Abstract

We have used circular dichroism and 1H- and 15N-NMR spectroscopy to investigate calcium binding to the two EF-hands of human nonerythroid or alphaII-spectrin. Comparison of the 1H-NMR spectra from the peptide containing both EF-hands to the peptides containing the single EF-I and EF-II structures showed that both the structural and calcium-binding properties are significantly different. Further studies of the 121 amino acid peptide containing both EF-hands using circular dichroism and NMR showed that the binding of calcium ions induces conformational changes. To investigate the calcium-binding mechanism, the chemical shifts changes were recorded using multidimensional NMR spectroscopy during calcium titration. A total of 25 titration curves were obtained, each corresponding to the chemical shift changes of individual amino acid residues. The shapes of these titration curves were either hyperbolic or sigmoidal. Using factor analysis, two functions were extracted, one hyperbolic and one sigmoidal, which accounted for nearly all information present in the titration curves.

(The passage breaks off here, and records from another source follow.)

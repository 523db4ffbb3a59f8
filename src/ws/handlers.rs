//! WebSocket message dispatch
//!
//! Maps one client message onto the participant's session. Host-only and
//! turn checks live in the session operations themselves, so every failure
//! comes back as a `GameError` and is turned into an error message here.

use crate::protocol::{ClientMessage, ServerMessage};
use crate::state::Session;
use crate::view::RoomView;

/// Handle a client message and return the direct response, if any.
///
/// Successful game actions answer with nothing: their effect arrives through
/// the room subscription like everyone else's.
pub async fn handle_message(msg: ClientMessage, session: &mut Session) -> Option<ServerMessage> {
    match msg {
        ClientMessage::CreateRoom {
            host_name,
            room_name,
            max_players,
        } => {
            tracing::info!("Create room request from {}", host_name);
            match session.create_room(&host_name, &room_name, max_players).await {
                Ok(joined) => Some(ServerMessage::RoomJoined {
                    room_id: joined.room_id,
                    participant_id: joined.participant_id,
                }),
                Err(e) => Some(e.into()),
            }
        }

        ClientMessage::JoinRoom { room_id, name } => {
            tracing::info!("Join request for room {} from {}", room_id, name);
            match session.join_room(&room_id, &name).await {
                Ok(joined) => Some(ServerMessage::RoomJoined {
                    room_id: joined.room_id,
                    participant_id: joined.participant_id,
                }),
                Err(e) => Some(e.into()),
            }
        }

        ClientMessage::LeaveRoom => match session.leave_room().await {
            Ok(()) => Some(ServerMessage::view(RoomView::home())),
            Err(e) => Some(e.into()),
        },

        ClientMessage::StartGame => session.start_game().await.err().map(Into::into),

        ClientMessage::RestartGame => session.restart_game().await.err().map(Into::into),

        ClientMessage::AdvanceTurn => session.advance_turn().await.err().map(Into::into),

        ClientMessage::MakeDecision { decision } => session
            .submit_decision(decision)
            .await
            .err()
            .map(Into::into),

        ClientMessage::CastVote { target } => {
            session.cast_vote(&target).await.err().map(Into::into)
        }

        ClientMessage::SendChat { message } => session.send_chat(&message).await.err().map(Into::into),

        ClientMessage::RevealRole { revealed } => {
            Some(ServerMessage::view(session.reveal_role(revealed)))
        }
    }
}
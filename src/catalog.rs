//! Static catalog of secret items.

use crate::types::Item;
use rand::seq::IndexedRandom;
use rand::Rng;
use serde::Deserialize;
use std::path::Path;

#[derive(Debug, thiserror::Error)]
pub enum CatalogError {
    #[error("Failed to read catalog: {0}")]
    Io(#[from] std::io::Error),

    #[error("Failed to parse catalog: {0}")]
    Parse(#[from] serde_json::Error),

    #[error("Catalog contains no items")]
    Empty,
}

/// Shape of one entry in a catalog file. `image` falls back to `/images/{name}.png`.
#[derive(Debug, Deserialize)]
struct CatalogEntry {
    id: u32,
    name: String,
    #[serde(default)]
    query: Option<String>,
    #[serde(default)]
    image: Option<String>,
}

impl From<CatalogEntry> for Item {
    fn from(entry: CatalogEntry) -> Self {
        let image = entry
            .image
            .unwrap_or_else(|| default_image(&entry.name));
        let query = entry.query.unwrap_or_else(|| entry.name.to_lowercase());
        Item {
            id: entry.id,
            name: entry.name,
            query,
            image,
        }
    }
}

fn default_image(name: &str) -> String {
    format!("/images/{}.png", name)
}

const BUILTIN_ITEMS: &[(&str, &str)] = &[
    ("Umbrella", "umbrella"),
    ("Toaster", "toaster"),
    ("Violin", "violin"),
    ("Lighthouse", "lighthouse"),
    ("Snowboard", "snowboard"),
    ("Microscope", "microscope"),
    ("Hammock", "hammock"),
    ("Typewriter", "typewriter"),
    ("Cactus", "cactus plant"),
    ("Compass", "magnetic compass"),
    ("Accordion", "accordion instrument"),
    ("Telescope", "telescope"),
    ("Submarine", "submarine"),
    ("Chess Board", "chess board"),
    ("Hot Air Balloon", "hot air balloon"),
];

/// Non-empty, enumerable set of items
#[derive(Debug, Clone)]
pub struct Catalog {
    items: Vec<Item>,
}

impl Catalog {
    pub fn new(items: Vec<Item>) -> Result<Self, CatalogError> {
        if items.is_empty() {
            return Err(CatalogError::Empty);
        }
        Ok(Self { items })
    }

    /// Items compiled into the binary
    pub fn builtin() -> Self {
        let items = BUILTIN_ITEMS
            .iter()
            .zip(1u32..)
            .map(|((name, query), id)| Item {
                id,
                name: name.to_string(),
                query: query.to_string(),
                image: default_image(name),
            })
            .collect();
        Self { items }
    }

    /// Load a JSON array of `{id, name, query?, image?}` records
    pub fn from_file(path: impl AsRef<Path>) -> Result<Self, CatalogError> {
        let raw = std::fs::read_to_string(path)?;
        let entries: Vec<CatalogEntry> = serde_json::from_str(&raw)?;
        Self::new(entries.into_iter().map(Item::from).collect())
    }

    pub fn items(&self) -> &[Item] {
        &self.items
    }

    pub fn len(&self) -> usize {
        self.items.len()
    }

    pub fn is_empty(&self) -> bool {
        self.items.is_empty()
    }

    /// Uniformly pick one item
    pub fn pick_random<R: Rng + ?Sized>(&self, rng: &mut R) -> &Item {
        // Non-empty by construction
        self.items.choose(rng).unwrap_or(&self.items[0])
    }
}

impl Default for Catalog {
    fn default() -> Self {
        Self::builtin()
    }
}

By fitting the two functions to binding curves based on different binding models, we found that the binding mechanism is best described as sequential. Since the sigmoidal type was more pronounced in the titration curves corresponding to residues from the first EF-hand, we suggest that calcium binding to the first EF-hand is described by the sigmoidal function, and that the hyperbolic function describes calcium binding to the second EF-hand. Therefore, is seems likely that the second EF-hand must contain bound calcium before the first EF-hand can bind.